If you go outside of HMO procedures in this way, however, you will have deductibles and coinsurance requirements and you are responsible for charges above the plan's fee schedule, just as you would be if you were in an indemnity plan or if you went to nonparticipating providers in a PPO. Like PPOs and indemnity insurance plans, most POS HMOs have an annual limit on what you'll have to pay out of pocket. (As in those other types of plans, the limit does not apply to charges in excess of the plan's fee schedule.)
Another option people can choose from is a traditional, indemnity plan. In exchange for your premium, the plan agrees to pay all or a share of the cost of services you use. There is typically a list of covered services, such as doctors' office visits and hospital stays, and a set of limitations or exclusions, such as an exclusion of coverage for cosmetic surgery. You can use virtually any licensed provider of the covered services - physicians, hospitals, etc. - and the plan pays the provider or reimburses you when you file claims for what you've paid the provider.
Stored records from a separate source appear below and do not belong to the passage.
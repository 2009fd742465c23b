// Copyright (C) 2026 Fred Clausen
// Use of this source code is governed by an MIT-style
// license that can be found in the LICENSE file or at
// https://opensource.org/licenses/MIT.

use crate::command::{Command, CopyChanges};
use crate::duplicate::find_existing_index;
use crate::error::CoreError;
use crate::overwrite::{OverwriteFlow, OverwriteRequest, PendingOverwrite};
use crate::state::{EditorMode, Outcome, RegistryState, TransitionResult};
use grafica_domain::{
    DocumentCopy, DomainError, FileBlob, validate_copy_fields, validate_copy_file,
};

/// Applies a command to the registry, producing a new registry and an outcome.
///
/// The input state is never modified. Every successful transition leaves the
/// pending file buffer aligned with the copies and both aggregates freshly
/// recomputed.
///
/// Page intervals are normalized to comma-space form before they are
/// validated, so whitespace around a comma or at either end is accepted.
/// Whitespace inside a token still fails validation.
///
/// # Arguments
///
/// * `state` - The current registry (immutable)
/// * `command` - The command to apply
///
/// # Returns
///
/// * `Ok(TransitionResult)` containing the new registry and what happened
/// * `Err(CoreError)` if the command is invalid
///
/// # Errors
///
/// Returns an error if:
/// - The copy violates domain rules (name, copy count, page range, missing file)
/// - No copy occupies the requested position
/// - A structural edit is attempted while an overwrite decision is pending
/// - An overwrite decision is given while none is pending
/// - A zero-hour deadline is selected
pub fn apply(state: &RegistryState, command: Command) -> Result<TransitionResult, CoreError> {
    let transition: TransitionResult = match command {
        Command::AddCopy { copy } => add_copy(state, copy)?,
        Command::EditCopy { position, changes } => edit_copy(state, position, &changes)?,
        Command::RemoveCopy { position } => remove_copy(state, position)?,
        Command::ConfirmOverwrite => confirm_overwrite(state)?,
        Command::DeclineOverwrite => {
            let mut new_state: RegistryState = state.clone();
            let OverwriteFlow::AwaitingConfirmation(pending) = new_state.take_overwrite() else {
                return Err(CoreError::NoPendingConfirmation);
            };

            TransitionResult {
                new_state,
                outcome: Outcome::OverwriteDeclined {
                    reopen: pending.into_reopen(),
                },
            }
        }
        Command::SelectDeadline { hours } => {
            if hours == 0 {
                return Err(CoreError::DomainViolation(DomainError::InvalidDeadline {
                    deadline: hours,
                    total_page_count: state.total_page_count(),
                }));
            }

            let mut new_state: RegistryState = state.clone();
            new_state.set_deadline(hours);

            TransitionResult {
                new_state,
                outcome: Outcome::DeadlineSelected { hours },
            }
        }
        Command::Clear => {
            let mut new_state: RegistryState = state.clone();
            new_state.clear();
            new_state.recompute_aggregates();

            TransitionResult {
                new_state,
                outcome: Outcome::Cleared,
            }
        }
    };

    debug_assert!(transition.new_state.check_invariants());
    Ok(transition)
}

fn ensure_idle(state: &RegistryState) -> Result<(), CoreError> {
    if state.overwrite().is_awaiting() {
        return Err(CoreError::ConfirmationPending);
    }
    Ok(())
}

fn add_copy(state: &RegistryState, copy: DocumentCopy) -> Result<TransitionResult, CoreError> {
    ensure_idle(state)?;

    // Normalize first: the stored form is what gets validated.
    let mut candidate: DocumentCopy = copy;
    candidate.refresh_sheets_total();
    validate_copy_fields(&candidate)?;
    validate_copy_file(&candidate)?;

    let file: Option<FileBlob> = if candidate.is_physical_file {
        candidate.file = None;
        None
    } else {
        candidate.file.take()
    };

    let mut new_state: RegistryState = state.clone();

    if let Some(duplicate_position) = find_existing_index(
        state.copies(),
        &candidate.file_name,
        candidate.intervals(),
        None,
    ) {
        new_state.set_overwrite(OverwriteFlow::AwaitingConfirmation(PendingOverwrite {
            duplicate_position,
            request: OverwriteRequest::Add {
                copy: candidate,
                file,
            },
        }));

        return Ok(TransitionResult {
            new_state,
            outcome: Outcome::DuplicateFound { duplicate_position },
        });
    }

    let position: usize = new_state.push(candidate, file);
    new_state.recompute_aggregates();

    Ok(TransitionResult {
        new_state,
        outcome: Outcome::Added { position },
    })
}

fn edit_copy(
    state: &RegistryState,
    position: usize,
    changes: &CopyChanges,
) -> Result<TransitionResult, CoreError> {
    ensure_idle(state)?;

    let existing: &DocumentCopy = state
        .copy(position)
        .ok_or(CoreError::CopyNotFound { position })?;

    let edited: DocumentCopy = changes.merge_into(existing);
    validate_copy_fields(&edited)?;

    let mut new_state: RegistryState = state.clone();

    if let Some(duplicate_position) = find_existing_index(
        state.copies(),
        &edited.file_name,
        edited.intervals(),
        Some(position),
    ) {
        new_state.set_overwrite(OverwriteFlow::AwaitingConfirmation(PendingOverwrite {
            duplicate_position,
            request: OverwriteRequest::Edit {
                original_position: position,
                edited,
            },
        }));

        return Ok(TransitionResult {
            new_state,
            outcome: Outcome::DuplicateFound { duplicate_position },
        });
    }

    if let Some(slot) = new_state.copy_mut(position) {
        *slot = edited;
    }
    new_state.recompute_aggregates();

    Ok(TransitionResult {
        new_state,
        outcome: Outcome::Updated { position },
    })
}

fn remove_copy(state: &RegistryState, position: usize) -> Result<TransitionResult, CoreError> {
    ensure_idle(state)?;

    if position >= state.len() {
        return Err(CoreError::CopyNotFound { position });
    }

    if state.len() == 1 {
        if let EditorMode::EditExisting { solicitation_id } = state.mode() {
            return Ok(TransitionResult {
                new_state: state.clone(),
                outcome: Outcome::LastCopyRemovalDeletesSolicitation { solicitation_id },
            });
        }
    }

    let mut new_state: RegistryState = state.clone();
    new_state.remove(position);
    new_state.recompute_aggregates();

    Ok(TransitionResult {
        new_state,
        outcome: Outcome::Removed { position },
    })
}

fn confirm_overwrite(state: &RegistryState) -> Result<TransitionResult, CoreError> {
    let mut new_state: RegistryState = state.clone();
    let OverwriteFlow::AwaitingConfirmation(pending) = new_state.take_overwrite() else {
        return Err(CoreError::NoPendingConfirmation);
    };

    let duplicate_position: usize = pending.duplicate_position;
    let existing: &DocumentCopy = state
        .copy(duplicate_position)
        .ok_or(CoreError::CopyNotFound {
            position: duplicate_position,
        })?;

    let position: usize = match pending.request {
        OverwriteRequest::Add { mut copy, file } => {
            // The replaced entry's server id survives so an edit-existing
            // submission updates it rather than creating a new copy.
            copy.id = existing.id;
            new_state.replace(duplicate_position, copy, file);
            duplicate_position
        }
        OverwriteRequest::Edit {
            original_position,
            edited,
        } => {
            if let Some(target) = new_state.copy_mut(duplicate_position) {
                target.notes = edited.notes;
                target.print_config = edited.print_config;
                target.refresh_sheets_total();
            }
            new_state.remove(original_position);

            if original_position < duplicate_position {
                duplicate_position - 1
            } else {
                duplicate_position
            }
        }
    };

    new_state.recompute_aggregates();

    Ok(TransitionResult {
        new_state,
        outcome: Outcome::Overwritten { position },
    })
}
You can decide for yourself when and where to get services.
These indemnity plans once dominated the market, but now-because they have less control of costs than other types of plans, they are much less common.
Robert Krughoff is the president of "Consumer's Checkbook" and has an extensive background in health-care quality measurement and consumer information. He has served as director of Research and Evaluation Planning for the U.S. Department of Health, Education and Welfare.